Yes I am trying to do an II exchange.  Just got a postcard from them today saying my week "was not eligible."  Oops.  Did not realize I had to pay 2011 maintenance fees  (which I did today over the phone) in order to do a request first for 2011.  Live and learn.  Marcy


----------



## scooter (Jun 19, 2010)

mlpmd56 said:


> Thanks everyone for your help.  Has anyone had luck trading INTO this resort?  And what did you use to trade?  According to the demand index I should be able to do this, I am just worried.  Marcy


I traded week 52 at Aruba Beach Club into this resort. All of the units are huge 2 BR with ocean views. The resort shares a tiny island with the aquarium. My 7 year old says it was the best vacation of her life! Gillie and the group at the aquarium are so terrific they let her 'work' there feeding the various animals and helped to train the dolphins. She wanted to stay there for hours every day. Hans, who owns the dive shop there, does the bubblemaker scuba course for children. Only instead of it being in the pool it's done inside the aquarium lagoon enclosure. There are 2 different dolphin dives one outside the lagoon where the dolphins come and go; and another inside the lagoon where you get to interact with the dolphins and pet them.
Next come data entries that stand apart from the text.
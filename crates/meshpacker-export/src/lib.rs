//! meshpacker Export Pipeline
//!
//! Turns rewritten assets into distributable archives:
//! - external mesh conversion (`.mesh.xml` → binary `.mesh`)
//! - store-only archive writing with a fixed internal layout
//! - the per-archive pipeline sequencing scan, rewrite, conversion and assembly

pub mod archive;
pub mod converter;
pub mod pipeline;

pub use archive::ArchiveWriter;
pub use converter::{MeshConverter, XmlConverterTool, DEFAULT_CONVERTER_COMMAND};
pub use pipeline::{ArchivePacker, PackOptions, PackReport};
All such nice people.


----------



## terryfic (Jul 6, 2010)

I traded week 45 at Sunset Pointe Hilton Head, 2 br for a week 30 1 br next yr.  I gave II several options and this one came up within a few weeks.  We will do week 29 at Marriott Aruba Surf Club and fly over to Curaco for week 30, back to Aruba to connect with flight home.  Will have to work out the details of flights, immigration, customs.  I have plenty of time, but welcome any advice.


----------



## mlpmd56 (Jul 22, 2010)

*Woo Hoo!!!!!*

Just got confirmation that my trade to the Sea Aquarium went through!  Hurray!  I cannot WAIT to swim with the dolphins.
I will be there April 30-May 7, Sat-Sat.  Any other tuggers going to be there then??????  I am just thrilled.  And even though I was nervous, I held out and got my 2 BR 2 BA.
Yippeeeee!     Marcy


----------



## Shellhead (Mar 29, 2011)

Marcy, my wife and I will be there the same week.  Can't wait...


----------



## lvhmbh (Mar 30, 2011)

Terryfic:  Just saw your post.  I flew DAE from Aruba to Curacao and back for sa week.  Be sure to be on time for your flight (early) as they bus you to the small plane and we were "wheels up" exactly at the time stated.  If you were late you'd miss the bus.  You land in Curacao and walk to the terminal accompanied so you all go together and then on return you all walk back out to the plane.  Very small plane and cramped but only 20 minute flight.  Coming back you will have to go to the airline counter and check in for your flight home just as if you were never in Curacao following the usual procedures.  Linda


----------